Their two primary COVID-related projects are exploring blood biomarkers to predict decline, and using gene therapy to induce immune response.
Ziady has teamed with colleagues Kristin Hudock, MD, and Rhonda Szczesniak, PhD, to adapt approaches used to identify biomarkers of lung function decline in cystic fibrosis. Their goal is to explore biomarkers that might predict the course of COVID infection.
“With COVID, some patients are barely symptomatic while others have a very severe response to the disease. If we had biomarkers that predicted responses, patients identified as infected could be screened early and put in a category of high or low risk,” says Ziady. “If we had a biomarker that identified them as high risk, they might not be sent home - they could remain in the hospital or be monitored more closely.”

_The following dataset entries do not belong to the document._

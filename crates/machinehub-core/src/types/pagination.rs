//! Pagination types for the event history endpoint.

use serde::{Deserialize, Serialize};

/// Default page size.
const DEFAULT_PAGE_SIZE: u64 = 20;
/// Maximum page size.
const MAX_PAGE_SIZE: u64 = 100;

/// Default page number for deserialization.
fn default_page() -> u64 {
    1
}

/// Default page size for deserialization.
fn default_page_size() -> u64 {
    DEFAULT_PAGE_SIZE
}

/// Request parameters for paginated queries.
#[derive(Debug, Clone, Serialize, Deserialize)]
pub struct PageRequest {
    /// Page number (1-based).
    #[serde(default = "default_page")]
    pub page: u64,
    /// Number of items per page.
    #[serde(default = "default_page_size", rename = "pageSize")]
    pub page_size: u64,
}

impl PageRequest {
    /// Create a new page request.
    pub fn new(page: u64, page_size: u64) -> Self {
        Self {
            page: page.max(1),
            page_size: page_size.clamp(1, MAX_PAGE_SIZE),
        }
    }

    /// Offset of the first item on this page.
    pub fn offset(&self) -> u64 {
        (self.page.saturating_sub(1)) * self.page_size
    }
}

impl Default for PageRequest {
    fn default() -> Self {
        Self {
            page: 1,
            page_size: DEFAULT_PAGE_SIZE,
        }
    }
}

/// Paginated response wrapper.
#[derive(Debug, Clone, Serialize, Deserialize)]
pub struct PageResponse<T> {
    /// The items on this page.
    pub items: Vec<T>,
    /// Current page number (1-based).
    pub page: u64,
    /// Number of items per page.
    pub page_size: u64,
    /// Total number of items across all pages.
    pub total_items: u64,
    /// Total number of pages.
    pub total_pages: u64,
}

impl<T> PageResponse<T> {
    /// Create a new paginated response.
    pub fn new(items: Vec<T>, page: u64, page_size: u64, total_items: u64) -> Self {
        let total_pages = if total_items == 0 {
            1
        } else {
            total_items.div_ceil(page_size.max(1))
        };
        Self {
            items,
            page,
            page_size,
            total_items,
            total_pages,
        }
    }

    /// Whether there is a next page.
    pub fn has_next(&self) -> bool {
        self.page < self.total_pages
    }
}

#[cfg(test)]
mod tests {
    use super::*;

    #[test]
    fn test_offset() {
        assert_eq!(PageRequest::new(1, 20).offset(), 0);
        assert_eq!(PageRequest::new(3, 20).offset(), 40);
        // Page zero clamps to one.
        assert_eq!(PageRequest::new(0, 20).offset(), 0);
    }

    #[test]
    fn test_total_pages() {
        let resp = PageResponse::new(vec![1, 2, 3], 1, 20, 41);
        assert_eq!(resp.total_pages, 3);
        assert!(resp.has_next());

        let empty: PageResponse<u8> = PageResponse::new(vec![], 1, 20, 0);
        assert_eq!(empty.total_pages, 1);
        assert!(!empty.has_next());
    }
}
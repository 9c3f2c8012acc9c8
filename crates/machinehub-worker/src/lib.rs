//! # machinehub-worker
//!
//! The background worker context of the MachineHub agent. Receives push
//! deliveries, reconstructs events the sender omitted, renders system
//! notifications, and relays normalized payloads to the foreground.
//!
//! The worker shares no memory with the foreground: it never reads
//! dashboard state or device storage, and communicates exclusively over
//! the relay bus.

pub mod notifier;
pub mod render;
pub mod runner;
pub mod sink;

pub use notifier::{LatestEventSource, PushNotifier, PushOutcome, SuppressReason};
pub use render::RenderedNotification;
pub use runner::run_push_worker;
pub use sink::{LogNotificationSink, NotificationSink};
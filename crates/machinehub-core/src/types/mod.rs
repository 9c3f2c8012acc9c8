//! Canonical domain types shared by all MachineHub crates.

pub mod event;
pub mod id;
pub mod machine;
pub mod notification;
pub mod pagination;
pub mod role;

pub use event::EventKind;
pub use id::MachineId;
pub use machine::{Machine, MachineStatus};
pub use notification::{NotificationInput, NotificationRecord};
pub use pagination::{PageRequest, PageResponse};
pub use role::UserRole;
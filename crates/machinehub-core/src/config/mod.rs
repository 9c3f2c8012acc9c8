//! Agent configuration schemas.
//!
//! All configuration structs are deserialized from TOML files via the
//! `config` crate. Each sub-module represents a logical configuration
//! section.

pub mod api;
pub mod dashboard;
pub mod logging;
pub mod notifications;
pub mod push;
pub mod realtime;
pub mod storage;

use serde::{Deserialize, Serialize};

use self::api::ApiConfig;
use self::dashboard::DashboardConfig;
use self::logging::LoggingConfig;
use self::notifications::NotificationsConfig;
use self::push::PushConfig;
use self::realtime::RealtimeConfig;
use self::storage::DeviceStorageConfig;

use crate::error::AppError;

/// Root agent configuration.
///
/// This struct is the top-level deserialization target for the merged
/// TOML configuration files (default.toml + environment overlay).
#[derive(Debug, Clone, Default, Serialize, Deserialize)]
pub struct AgentConfig {
    /// Backend REST API settings.
    #[serde(default)]
    pub api: ApiConfig,
    /// Live WebSocket channel settings.
    #[serde(default)]
    pub realtime: RealtimeConfig,
    /// Push channel settings.
    #[serde(default)]
    pub push: PushConfig,
    /// Notification pipeline settings.
    #[serde(default)]
    pub notifications: NotificationsConfig,
    /// Dashboard refresh settings.
    #[serde(default)]
    pub dashboard: DashboardConfig,
    /// Local device storage settings.
    #[serde(default)]
    pub storage: DeviceStorageConfig,
    /// Logging settings.
    #[serde(default)]
    pub logging: LoggingConfig,
}

impl AgentConfig {
    /// Load configuration from TOML files.
    ///
    /// Merges the default configuration with an environment-specific overlay
    /// and environment variables prefixed with `MACHINEHUB__`.
    pub fn load(env: &str) -> Result<Self, AppError> {
        let config = config::Config::builder()
            .add_source(config::File::with_name("config/default").required(false))
            .add_source(config::File::with_name(&format!("config/{env}")).required(false))
            .add_source(
                config::Environment::with_prefix("MACHINEHUB")
                    .separator("__")
                    .try_parsing(true),
            )
            .build()
            .map_err(|e| AppError::configuration(format!("Failed to build config: {e}")))?;

        config
            .try_deserialize()
            .map_err(|e| AppError::configuration(format!("Failed to deserialize config: {e}")))
    }
}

Ziady’s team is also investigating a reapplication of gene therapy approaches developed to correct the genetic defect in cystic fibrosis, to create immunity against SARS CoV-2.
“We are exploring whether expressing small portions of the virus might actually confer immunity in the host,” Ziady explains. “If I give you an attenuated virus, or the virus itself, it can make you sick, but if I give you a piece of the virus, then your body can mount an immune response against that, and the hope is that response will neutralize the intact virus and make you immune to infection, at least temporarily, if not long-term.”
Study Investigates Cystic Fibrosis Gene’s Impact on COVID-19 Infection
The gene responsible for cystic fibrosis can play a role in COVID-19 infection, says Anjaparavanda Naren, PhD, Director of the Cystic Fibrosis Research Center. Naren’s study of the Cystic Fibrosis Transmembrane Conductance Regulator (CFTR) gene in cystic fibrosis led him to hypothesize about its role in COVID-19.
“The CFTR protein, which causes cystic fibrosis if lacking, causes diarrhea when hyperactive,” Naren says. “With COVID-19, up to 35% of patients don’t show respiratory symptoms, they show GI symptoms, such as abdominal pain and diarrhea. We are proposing that this happens because CFTR interactions are affected under COVID conditions.”
Naren’s theory is that the COVID-19 spike protein gains entry to the intestinal epithelial cells by binding to the angiotensin-converting enzyme (ACE2) receptor on the cells. This revs up CFTR activity, causing increased fluid secretion and diarrhea. His team will explore how this binding of COVID-19 spike proteins happens in the gut, and how it might be thwarted.
In a collaboration with Anil Jegga, DVM, Naren and his team will test the repurposing of as many as 15 FDA-approved small molecule compounds to see if they can effectively stop the virus from binding to the epithelial cells of the intestinal tract.
They have applied to the National Institutes of Diabetes, Digestive and Kidney Diseases (NIDDK), which funds their CFTR research, for a supplemental grant to prove their theory - and to test the compounds to treat it.
“We already see a difference in the binding of the COVID-19 spike protein. So we have proof of concept that this concept works. Now we have to purify significant amounts of proteins. That is why we are asking for funding. We are developing our own spike proteins to test this further.”